§ **Exercise directions**
The expected output is a copy of every line in the records with the string "Matches".

§ **Recorded information**

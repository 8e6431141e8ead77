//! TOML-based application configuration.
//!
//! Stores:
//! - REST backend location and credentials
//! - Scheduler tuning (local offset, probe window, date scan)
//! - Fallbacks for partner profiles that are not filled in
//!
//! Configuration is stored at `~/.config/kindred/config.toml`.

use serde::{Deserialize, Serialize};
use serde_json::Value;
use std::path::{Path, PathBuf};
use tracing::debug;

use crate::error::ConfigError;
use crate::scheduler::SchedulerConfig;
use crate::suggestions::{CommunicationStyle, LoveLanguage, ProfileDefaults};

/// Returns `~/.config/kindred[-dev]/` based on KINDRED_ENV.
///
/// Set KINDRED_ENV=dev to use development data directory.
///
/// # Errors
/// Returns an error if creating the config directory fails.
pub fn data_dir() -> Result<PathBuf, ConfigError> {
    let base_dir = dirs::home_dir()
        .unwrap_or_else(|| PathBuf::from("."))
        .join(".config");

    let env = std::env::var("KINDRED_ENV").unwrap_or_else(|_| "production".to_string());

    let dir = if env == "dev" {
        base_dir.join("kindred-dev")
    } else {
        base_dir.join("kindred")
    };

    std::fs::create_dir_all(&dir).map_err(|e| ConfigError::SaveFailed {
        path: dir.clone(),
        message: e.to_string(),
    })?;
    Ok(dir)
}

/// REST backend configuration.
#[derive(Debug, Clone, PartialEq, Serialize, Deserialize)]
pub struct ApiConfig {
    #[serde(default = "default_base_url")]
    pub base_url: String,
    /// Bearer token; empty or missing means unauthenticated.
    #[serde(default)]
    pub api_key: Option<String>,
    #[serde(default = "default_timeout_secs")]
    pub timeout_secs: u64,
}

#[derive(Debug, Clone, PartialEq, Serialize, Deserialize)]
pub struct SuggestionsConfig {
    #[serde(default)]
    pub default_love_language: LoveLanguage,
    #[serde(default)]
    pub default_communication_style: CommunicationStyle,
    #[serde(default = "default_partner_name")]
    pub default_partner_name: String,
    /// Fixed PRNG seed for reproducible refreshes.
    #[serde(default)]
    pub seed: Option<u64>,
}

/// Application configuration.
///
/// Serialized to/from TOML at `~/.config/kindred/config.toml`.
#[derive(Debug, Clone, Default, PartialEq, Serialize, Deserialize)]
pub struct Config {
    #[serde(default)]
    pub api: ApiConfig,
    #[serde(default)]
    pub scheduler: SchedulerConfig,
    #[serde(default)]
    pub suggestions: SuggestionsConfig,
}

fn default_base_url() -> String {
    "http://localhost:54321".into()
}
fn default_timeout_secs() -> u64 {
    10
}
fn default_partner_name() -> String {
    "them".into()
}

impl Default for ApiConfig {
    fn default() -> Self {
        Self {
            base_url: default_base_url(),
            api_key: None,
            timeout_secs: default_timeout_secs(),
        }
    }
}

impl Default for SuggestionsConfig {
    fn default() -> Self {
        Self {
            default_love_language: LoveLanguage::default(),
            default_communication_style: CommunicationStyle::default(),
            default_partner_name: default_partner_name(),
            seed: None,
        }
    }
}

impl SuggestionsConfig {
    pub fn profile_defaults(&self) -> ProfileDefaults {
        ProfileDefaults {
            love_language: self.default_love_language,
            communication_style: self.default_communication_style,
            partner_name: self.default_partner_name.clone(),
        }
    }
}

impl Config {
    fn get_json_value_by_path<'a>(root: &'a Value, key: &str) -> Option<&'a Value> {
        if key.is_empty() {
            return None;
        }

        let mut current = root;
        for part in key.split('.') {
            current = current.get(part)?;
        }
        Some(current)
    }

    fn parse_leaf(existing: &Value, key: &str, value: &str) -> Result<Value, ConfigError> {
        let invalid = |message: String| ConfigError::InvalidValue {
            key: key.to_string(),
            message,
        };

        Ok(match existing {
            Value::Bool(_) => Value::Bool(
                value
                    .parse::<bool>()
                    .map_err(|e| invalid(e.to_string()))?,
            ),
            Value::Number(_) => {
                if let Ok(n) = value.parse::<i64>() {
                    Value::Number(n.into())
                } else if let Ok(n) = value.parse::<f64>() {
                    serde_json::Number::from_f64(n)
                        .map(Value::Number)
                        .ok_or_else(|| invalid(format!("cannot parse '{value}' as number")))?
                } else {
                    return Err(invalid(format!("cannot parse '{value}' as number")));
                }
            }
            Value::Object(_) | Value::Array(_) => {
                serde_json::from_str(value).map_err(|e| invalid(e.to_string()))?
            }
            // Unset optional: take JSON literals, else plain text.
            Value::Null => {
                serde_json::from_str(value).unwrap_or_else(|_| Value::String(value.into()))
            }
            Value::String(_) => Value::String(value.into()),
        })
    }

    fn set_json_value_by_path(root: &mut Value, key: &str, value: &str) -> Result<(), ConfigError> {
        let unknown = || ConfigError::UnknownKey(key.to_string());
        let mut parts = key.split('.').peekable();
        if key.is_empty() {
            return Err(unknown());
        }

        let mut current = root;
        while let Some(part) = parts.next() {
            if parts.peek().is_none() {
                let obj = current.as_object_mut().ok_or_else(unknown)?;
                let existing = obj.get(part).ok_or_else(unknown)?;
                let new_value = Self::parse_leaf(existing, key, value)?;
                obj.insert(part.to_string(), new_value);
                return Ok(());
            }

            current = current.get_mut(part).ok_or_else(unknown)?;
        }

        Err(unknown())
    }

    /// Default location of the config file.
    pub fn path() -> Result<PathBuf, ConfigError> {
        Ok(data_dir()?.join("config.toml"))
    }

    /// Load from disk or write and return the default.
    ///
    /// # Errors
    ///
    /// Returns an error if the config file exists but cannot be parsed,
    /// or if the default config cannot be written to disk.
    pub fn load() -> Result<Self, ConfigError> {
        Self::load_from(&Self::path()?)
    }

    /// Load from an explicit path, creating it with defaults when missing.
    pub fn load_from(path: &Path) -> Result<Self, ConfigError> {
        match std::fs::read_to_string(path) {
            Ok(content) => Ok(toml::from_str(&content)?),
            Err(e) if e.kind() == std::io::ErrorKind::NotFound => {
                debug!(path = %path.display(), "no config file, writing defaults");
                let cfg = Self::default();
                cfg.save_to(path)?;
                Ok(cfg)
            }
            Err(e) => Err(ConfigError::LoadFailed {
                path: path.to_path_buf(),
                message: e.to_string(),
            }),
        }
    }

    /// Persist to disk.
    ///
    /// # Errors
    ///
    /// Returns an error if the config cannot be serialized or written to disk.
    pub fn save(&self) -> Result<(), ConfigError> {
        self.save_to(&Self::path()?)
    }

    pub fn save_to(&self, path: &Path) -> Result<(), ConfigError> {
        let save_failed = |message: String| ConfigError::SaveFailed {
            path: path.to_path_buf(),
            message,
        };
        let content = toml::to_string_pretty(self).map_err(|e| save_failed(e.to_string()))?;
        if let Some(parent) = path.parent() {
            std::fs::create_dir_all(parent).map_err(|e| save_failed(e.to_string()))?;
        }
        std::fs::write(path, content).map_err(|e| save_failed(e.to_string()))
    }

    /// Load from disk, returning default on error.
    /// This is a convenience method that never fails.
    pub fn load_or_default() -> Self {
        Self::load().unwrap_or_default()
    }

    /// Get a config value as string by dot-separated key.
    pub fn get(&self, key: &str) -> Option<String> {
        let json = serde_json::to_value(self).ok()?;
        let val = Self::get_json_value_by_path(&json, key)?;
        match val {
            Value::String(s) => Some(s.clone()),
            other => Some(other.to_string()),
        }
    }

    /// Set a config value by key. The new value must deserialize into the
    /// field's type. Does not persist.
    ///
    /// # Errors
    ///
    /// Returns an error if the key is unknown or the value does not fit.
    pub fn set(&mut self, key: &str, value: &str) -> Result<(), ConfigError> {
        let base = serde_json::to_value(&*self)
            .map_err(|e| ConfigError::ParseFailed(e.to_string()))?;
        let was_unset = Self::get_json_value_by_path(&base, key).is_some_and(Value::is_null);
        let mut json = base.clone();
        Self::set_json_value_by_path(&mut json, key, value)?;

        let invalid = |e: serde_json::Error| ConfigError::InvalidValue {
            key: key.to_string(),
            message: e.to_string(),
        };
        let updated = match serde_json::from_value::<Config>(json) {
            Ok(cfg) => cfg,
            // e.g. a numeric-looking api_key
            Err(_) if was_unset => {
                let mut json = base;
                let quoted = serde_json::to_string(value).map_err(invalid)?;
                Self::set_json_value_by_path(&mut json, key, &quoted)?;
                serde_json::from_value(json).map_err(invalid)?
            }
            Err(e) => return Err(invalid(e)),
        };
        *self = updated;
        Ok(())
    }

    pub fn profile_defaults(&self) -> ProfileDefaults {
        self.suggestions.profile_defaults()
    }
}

...

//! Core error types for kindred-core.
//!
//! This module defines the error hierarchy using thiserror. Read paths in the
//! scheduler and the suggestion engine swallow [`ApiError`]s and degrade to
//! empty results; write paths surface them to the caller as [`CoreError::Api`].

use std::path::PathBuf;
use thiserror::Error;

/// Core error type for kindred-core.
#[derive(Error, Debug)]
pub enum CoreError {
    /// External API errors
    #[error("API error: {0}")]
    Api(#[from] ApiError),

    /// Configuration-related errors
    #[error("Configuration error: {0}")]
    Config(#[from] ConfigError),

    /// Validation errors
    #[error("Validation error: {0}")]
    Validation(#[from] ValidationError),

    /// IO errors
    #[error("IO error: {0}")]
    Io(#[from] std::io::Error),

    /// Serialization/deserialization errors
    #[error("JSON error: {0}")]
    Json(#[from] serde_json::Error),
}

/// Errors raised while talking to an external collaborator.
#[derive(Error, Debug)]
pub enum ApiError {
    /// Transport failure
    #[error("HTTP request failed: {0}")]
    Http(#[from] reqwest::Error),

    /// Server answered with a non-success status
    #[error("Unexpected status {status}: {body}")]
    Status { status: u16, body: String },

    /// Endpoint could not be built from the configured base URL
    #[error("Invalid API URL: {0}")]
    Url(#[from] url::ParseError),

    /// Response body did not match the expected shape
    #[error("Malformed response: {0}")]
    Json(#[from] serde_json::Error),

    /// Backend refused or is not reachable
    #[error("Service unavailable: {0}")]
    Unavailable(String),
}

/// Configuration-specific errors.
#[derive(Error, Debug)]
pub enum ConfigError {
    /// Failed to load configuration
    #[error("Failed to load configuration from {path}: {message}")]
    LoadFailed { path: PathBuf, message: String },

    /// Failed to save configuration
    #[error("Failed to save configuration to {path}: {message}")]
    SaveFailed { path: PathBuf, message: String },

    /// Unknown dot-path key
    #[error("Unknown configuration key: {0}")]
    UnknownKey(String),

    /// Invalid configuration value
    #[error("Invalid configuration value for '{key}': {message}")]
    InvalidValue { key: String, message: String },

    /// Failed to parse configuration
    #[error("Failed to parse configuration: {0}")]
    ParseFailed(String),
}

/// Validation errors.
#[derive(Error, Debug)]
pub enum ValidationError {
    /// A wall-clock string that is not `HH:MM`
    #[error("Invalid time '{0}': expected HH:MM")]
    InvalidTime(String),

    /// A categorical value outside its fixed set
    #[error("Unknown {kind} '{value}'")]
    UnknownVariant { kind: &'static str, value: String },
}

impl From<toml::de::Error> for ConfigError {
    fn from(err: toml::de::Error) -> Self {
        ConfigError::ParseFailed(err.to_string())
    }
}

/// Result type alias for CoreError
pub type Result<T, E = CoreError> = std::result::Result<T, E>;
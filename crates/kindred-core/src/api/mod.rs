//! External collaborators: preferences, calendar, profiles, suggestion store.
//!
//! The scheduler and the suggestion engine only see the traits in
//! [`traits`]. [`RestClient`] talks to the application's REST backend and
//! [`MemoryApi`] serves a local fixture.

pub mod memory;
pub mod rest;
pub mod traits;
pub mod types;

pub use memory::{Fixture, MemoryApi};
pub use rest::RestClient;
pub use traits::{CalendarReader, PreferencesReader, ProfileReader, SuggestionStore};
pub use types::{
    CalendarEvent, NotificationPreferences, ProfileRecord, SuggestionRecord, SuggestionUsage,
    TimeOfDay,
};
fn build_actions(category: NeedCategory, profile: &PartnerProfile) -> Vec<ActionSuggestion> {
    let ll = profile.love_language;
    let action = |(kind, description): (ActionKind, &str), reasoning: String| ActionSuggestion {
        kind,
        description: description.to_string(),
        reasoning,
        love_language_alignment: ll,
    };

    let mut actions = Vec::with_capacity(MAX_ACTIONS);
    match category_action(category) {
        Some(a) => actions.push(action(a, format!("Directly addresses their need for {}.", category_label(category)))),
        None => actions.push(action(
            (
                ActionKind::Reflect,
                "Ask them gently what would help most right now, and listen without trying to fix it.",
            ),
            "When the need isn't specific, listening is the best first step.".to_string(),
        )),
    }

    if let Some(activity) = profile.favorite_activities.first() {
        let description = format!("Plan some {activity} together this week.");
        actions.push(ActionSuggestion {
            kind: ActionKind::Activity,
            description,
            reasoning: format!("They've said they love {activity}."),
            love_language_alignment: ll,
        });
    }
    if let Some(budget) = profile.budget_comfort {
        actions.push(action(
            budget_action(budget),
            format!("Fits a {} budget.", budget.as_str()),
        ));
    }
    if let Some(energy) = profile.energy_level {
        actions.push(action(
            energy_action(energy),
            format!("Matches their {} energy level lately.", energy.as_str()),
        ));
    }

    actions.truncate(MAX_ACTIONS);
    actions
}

==

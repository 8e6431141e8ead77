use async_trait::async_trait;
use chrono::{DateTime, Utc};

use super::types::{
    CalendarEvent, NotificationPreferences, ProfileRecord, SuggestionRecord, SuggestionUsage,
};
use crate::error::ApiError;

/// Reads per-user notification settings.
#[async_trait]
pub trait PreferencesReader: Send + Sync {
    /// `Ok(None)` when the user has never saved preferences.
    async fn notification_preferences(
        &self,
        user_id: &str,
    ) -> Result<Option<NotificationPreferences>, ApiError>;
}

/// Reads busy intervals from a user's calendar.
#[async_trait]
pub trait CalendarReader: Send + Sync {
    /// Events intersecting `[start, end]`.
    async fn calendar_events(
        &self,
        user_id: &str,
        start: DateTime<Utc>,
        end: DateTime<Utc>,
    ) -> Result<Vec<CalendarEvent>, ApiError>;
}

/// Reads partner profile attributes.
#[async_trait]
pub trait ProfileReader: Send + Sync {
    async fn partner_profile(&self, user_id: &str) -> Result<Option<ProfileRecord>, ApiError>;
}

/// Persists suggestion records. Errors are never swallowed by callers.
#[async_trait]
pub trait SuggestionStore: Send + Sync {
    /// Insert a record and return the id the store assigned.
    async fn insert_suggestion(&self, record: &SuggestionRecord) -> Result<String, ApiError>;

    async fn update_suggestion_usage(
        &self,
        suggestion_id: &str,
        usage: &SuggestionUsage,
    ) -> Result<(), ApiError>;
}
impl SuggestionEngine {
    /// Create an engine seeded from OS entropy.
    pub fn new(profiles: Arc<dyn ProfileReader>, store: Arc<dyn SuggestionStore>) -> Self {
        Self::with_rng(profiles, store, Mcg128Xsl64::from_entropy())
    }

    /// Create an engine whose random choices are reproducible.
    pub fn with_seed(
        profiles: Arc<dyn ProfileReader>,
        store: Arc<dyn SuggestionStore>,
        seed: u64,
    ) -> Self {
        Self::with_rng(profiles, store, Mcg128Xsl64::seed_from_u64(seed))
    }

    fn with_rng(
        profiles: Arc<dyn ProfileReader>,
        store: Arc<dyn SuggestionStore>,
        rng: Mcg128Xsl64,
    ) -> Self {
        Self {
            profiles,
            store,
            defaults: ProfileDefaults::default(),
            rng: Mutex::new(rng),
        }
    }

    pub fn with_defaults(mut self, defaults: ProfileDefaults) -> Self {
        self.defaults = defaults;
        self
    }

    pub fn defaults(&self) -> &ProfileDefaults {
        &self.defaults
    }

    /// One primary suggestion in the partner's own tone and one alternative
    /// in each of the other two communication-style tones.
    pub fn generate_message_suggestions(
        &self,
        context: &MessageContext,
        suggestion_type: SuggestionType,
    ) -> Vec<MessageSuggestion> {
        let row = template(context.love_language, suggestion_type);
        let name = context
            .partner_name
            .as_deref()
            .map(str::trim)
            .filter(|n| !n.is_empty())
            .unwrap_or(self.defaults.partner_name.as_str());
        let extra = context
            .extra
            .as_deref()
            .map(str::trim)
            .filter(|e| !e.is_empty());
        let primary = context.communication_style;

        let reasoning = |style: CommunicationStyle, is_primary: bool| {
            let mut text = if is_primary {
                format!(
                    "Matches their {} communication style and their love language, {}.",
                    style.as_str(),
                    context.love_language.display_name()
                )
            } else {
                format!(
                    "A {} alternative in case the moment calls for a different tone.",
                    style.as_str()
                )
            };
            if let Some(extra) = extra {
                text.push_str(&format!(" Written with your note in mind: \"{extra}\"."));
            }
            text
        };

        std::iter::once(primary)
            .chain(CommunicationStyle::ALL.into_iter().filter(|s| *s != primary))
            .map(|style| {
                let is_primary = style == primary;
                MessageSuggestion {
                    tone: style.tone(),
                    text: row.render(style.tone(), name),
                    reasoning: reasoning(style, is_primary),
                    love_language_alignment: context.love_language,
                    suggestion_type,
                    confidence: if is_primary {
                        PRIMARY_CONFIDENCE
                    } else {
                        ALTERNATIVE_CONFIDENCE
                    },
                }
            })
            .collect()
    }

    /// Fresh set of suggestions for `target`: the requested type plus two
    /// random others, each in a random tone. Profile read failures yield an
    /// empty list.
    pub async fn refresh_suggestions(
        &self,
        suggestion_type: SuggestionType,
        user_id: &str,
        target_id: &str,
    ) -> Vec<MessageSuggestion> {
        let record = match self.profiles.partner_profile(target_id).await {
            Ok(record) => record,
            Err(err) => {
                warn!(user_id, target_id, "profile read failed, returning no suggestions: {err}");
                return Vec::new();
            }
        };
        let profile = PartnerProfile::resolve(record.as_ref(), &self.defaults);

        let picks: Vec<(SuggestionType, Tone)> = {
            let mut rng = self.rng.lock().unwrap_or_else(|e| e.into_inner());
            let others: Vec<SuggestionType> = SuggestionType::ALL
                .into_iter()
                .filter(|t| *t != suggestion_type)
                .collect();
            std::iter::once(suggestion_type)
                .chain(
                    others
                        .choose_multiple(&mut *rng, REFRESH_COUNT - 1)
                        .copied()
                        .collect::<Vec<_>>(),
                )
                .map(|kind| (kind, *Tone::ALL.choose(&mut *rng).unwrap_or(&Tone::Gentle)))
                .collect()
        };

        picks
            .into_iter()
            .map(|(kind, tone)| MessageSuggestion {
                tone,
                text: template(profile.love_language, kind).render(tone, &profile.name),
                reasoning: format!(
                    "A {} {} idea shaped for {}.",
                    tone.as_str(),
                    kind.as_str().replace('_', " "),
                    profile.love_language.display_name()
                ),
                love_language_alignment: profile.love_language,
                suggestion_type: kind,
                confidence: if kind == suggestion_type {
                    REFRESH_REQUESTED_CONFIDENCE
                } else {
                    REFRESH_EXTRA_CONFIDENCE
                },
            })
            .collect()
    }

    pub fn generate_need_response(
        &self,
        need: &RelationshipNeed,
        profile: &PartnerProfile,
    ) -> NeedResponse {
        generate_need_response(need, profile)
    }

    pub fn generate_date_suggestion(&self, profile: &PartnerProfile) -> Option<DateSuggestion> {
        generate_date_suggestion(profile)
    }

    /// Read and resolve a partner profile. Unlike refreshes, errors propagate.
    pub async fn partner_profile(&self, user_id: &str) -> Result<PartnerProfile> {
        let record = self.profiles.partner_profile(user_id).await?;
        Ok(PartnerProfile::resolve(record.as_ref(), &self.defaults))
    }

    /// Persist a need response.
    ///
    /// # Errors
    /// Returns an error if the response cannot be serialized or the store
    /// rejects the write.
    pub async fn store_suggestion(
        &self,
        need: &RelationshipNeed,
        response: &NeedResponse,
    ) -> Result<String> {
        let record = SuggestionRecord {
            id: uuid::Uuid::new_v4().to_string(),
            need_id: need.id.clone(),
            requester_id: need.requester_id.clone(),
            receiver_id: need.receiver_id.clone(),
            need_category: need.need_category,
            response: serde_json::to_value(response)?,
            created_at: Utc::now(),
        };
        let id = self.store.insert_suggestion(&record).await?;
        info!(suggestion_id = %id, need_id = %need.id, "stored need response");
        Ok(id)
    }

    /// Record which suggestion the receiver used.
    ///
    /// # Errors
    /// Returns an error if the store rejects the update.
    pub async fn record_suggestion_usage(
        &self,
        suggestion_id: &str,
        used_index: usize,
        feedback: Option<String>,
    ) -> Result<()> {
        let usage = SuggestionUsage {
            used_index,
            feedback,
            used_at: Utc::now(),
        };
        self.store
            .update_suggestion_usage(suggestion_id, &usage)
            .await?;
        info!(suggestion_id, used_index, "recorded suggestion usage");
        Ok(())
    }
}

§ **Finished task**
            format!("Matches their {} energy level lately.", energy.as_str()),
                    "Matches their {} communication style and their love language, {}.",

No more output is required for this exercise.